Items from a data source
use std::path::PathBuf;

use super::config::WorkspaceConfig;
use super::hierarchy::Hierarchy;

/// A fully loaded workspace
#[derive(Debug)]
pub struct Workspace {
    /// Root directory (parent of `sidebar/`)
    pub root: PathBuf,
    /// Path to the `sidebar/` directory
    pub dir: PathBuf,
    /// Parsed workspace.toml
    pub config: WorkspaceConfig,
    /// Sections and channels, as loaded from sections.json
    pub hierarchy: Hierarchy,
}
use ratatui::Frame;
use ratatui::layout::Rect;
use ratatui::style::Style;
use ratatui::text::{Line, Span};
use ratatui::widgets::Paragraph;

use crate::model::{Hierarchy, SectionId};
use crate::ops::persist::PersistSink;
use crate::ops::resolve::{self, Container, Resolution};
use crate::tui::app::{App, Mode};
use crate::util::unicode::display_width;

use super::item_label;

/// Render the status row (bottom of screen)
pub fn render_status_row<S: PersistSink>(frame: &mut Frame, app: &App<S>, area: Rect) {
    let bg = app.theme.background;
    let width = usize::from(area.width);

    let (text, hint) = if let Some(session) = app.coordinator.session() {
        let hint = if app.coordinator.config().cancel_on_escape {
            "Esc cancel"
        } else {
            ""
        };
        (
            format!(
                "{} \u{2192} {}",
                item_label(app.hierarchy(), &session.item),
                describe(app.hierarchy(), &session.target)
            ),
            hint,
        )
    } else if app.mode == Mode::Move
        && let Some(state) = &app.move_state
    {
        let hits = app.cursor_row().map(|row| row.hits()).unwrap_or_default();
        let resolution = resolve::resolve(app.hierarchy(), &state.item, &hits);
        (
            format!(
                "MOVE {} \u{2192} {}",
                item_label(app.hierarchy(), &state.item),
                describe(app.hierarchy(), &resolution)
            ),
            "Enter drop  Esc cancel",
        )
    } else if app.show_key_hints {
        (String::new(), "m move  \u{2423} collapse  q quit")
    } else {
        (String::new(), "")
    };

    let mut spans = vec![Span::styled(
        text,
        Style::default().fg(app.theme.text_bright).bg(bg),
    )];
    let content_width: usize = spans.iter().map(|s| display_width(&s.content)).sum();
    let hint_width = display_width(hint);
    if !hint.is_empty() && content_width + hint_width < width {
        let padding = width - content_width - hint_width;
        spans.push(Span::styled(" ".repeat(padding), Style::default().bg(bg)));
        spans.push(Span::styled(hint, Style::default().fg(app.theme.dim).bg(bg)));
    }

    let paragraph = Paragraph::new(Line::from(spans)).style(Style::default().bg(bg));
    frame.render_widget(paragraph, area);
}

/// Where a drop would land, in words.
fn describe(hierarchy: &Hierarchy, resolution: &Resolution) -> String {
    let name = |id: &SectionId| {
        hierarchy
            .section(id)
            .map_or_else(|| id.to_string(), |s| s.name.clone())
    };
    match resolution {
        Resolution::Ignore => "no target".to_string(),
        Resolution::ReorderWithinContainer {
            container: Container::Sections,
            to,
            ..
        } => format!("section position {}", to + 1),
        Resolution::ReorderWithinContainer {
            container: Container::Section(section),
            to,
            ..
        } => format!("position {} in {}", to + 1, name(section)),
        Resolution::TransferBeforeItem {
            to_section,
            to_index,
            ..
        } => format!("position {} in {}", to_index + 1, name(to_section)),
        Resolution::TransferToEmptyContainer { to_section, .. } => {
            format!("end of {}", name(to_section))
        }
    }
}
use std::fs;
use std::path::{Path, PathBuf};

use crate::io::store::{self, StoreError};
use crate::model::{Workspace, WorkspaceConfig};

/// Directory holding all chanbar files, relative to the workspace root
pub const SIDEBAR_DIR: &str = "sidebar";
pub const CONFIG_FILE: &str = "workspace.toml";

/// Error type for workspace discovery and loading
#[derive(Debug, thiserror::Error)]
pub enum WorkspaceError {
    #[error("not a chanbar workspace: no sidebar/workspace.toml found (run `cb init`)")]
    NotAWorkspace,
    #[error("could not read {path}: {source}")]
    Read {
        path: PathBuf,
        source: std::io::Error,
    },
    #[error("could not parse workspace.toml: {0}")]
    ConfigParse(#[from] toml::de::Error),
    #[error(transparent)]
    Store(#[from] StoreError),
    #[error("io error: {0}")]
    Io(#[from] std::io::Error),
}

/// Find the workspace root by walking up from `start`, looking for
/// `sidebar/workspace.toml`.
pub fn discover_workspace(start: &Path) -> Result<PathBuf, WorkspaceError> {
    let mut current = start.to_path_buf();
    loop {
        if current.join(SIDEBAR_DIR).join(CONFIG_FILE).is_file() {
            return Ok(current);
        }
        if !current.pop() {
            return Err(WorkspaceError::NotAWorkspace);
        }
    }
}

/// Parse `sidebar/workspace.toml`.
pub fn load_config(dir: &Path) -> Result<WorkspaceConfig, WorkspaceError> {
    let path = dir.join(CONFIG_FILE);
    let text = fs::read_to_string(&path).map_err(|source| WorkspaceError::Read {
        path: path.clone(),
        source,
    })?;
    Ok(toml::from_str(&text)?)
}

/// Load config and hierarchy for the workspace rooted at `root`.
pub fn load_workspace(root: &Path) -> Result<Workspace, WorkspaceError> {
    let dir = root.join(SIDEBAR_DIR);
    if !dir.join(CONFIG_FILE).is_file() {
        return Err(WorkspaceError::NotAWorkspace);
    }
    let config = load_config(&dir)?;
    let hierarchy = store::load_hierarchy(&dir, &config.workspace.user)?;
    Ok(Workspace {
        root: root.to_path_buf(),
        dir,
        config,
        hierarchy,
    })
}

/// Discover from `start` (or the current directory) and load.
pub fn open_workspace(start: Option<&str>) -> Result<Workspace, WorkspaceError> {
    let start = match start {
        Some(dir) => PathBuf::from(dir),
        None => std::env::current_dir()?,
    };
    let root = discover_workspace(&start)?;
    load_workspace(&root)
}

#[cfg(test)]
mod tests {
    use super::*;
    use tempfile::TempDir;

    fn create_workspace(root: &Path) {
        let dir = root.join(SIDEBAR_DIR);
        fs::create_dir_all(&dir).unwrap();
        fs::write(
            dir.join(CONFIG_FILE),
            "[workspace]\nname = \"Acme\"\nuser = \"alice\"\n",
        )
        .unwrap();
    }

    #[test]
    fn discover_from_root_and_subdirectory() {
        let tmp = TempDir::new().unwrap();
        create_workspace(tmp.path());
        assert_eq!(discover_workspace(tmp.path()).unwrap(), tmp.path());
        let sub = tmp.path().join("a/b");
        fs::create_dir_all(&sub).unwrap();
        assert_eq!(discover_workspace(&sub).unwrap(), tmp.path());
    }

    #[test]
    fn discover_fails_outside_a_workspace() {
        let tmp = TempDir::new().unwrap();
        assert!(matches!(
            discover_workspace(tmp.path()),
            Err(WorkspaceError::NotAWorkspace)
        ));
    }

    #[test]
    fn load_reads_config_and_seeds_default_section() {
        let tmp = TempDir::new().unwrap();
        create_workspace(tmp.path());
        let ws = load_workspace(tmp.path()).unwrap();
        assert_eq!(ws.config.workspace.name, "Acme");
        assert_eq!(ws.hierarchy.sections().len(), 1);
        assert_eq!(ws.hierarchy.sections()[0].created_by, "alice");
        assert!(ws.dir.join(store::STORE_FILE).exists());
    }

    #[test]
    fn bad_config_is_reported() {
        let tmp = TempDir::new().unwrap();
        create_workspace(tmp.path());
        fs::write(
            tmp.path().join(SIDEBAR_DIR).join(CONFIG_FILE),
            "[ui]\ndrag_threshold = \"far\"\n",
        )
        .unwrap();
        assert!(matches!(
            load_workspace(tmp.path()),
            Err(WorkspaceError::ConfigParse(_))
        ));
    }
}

Aim of the exercise: Only a number is needed here: how many lines of the data include the word "chanbar"?

Answer section: 2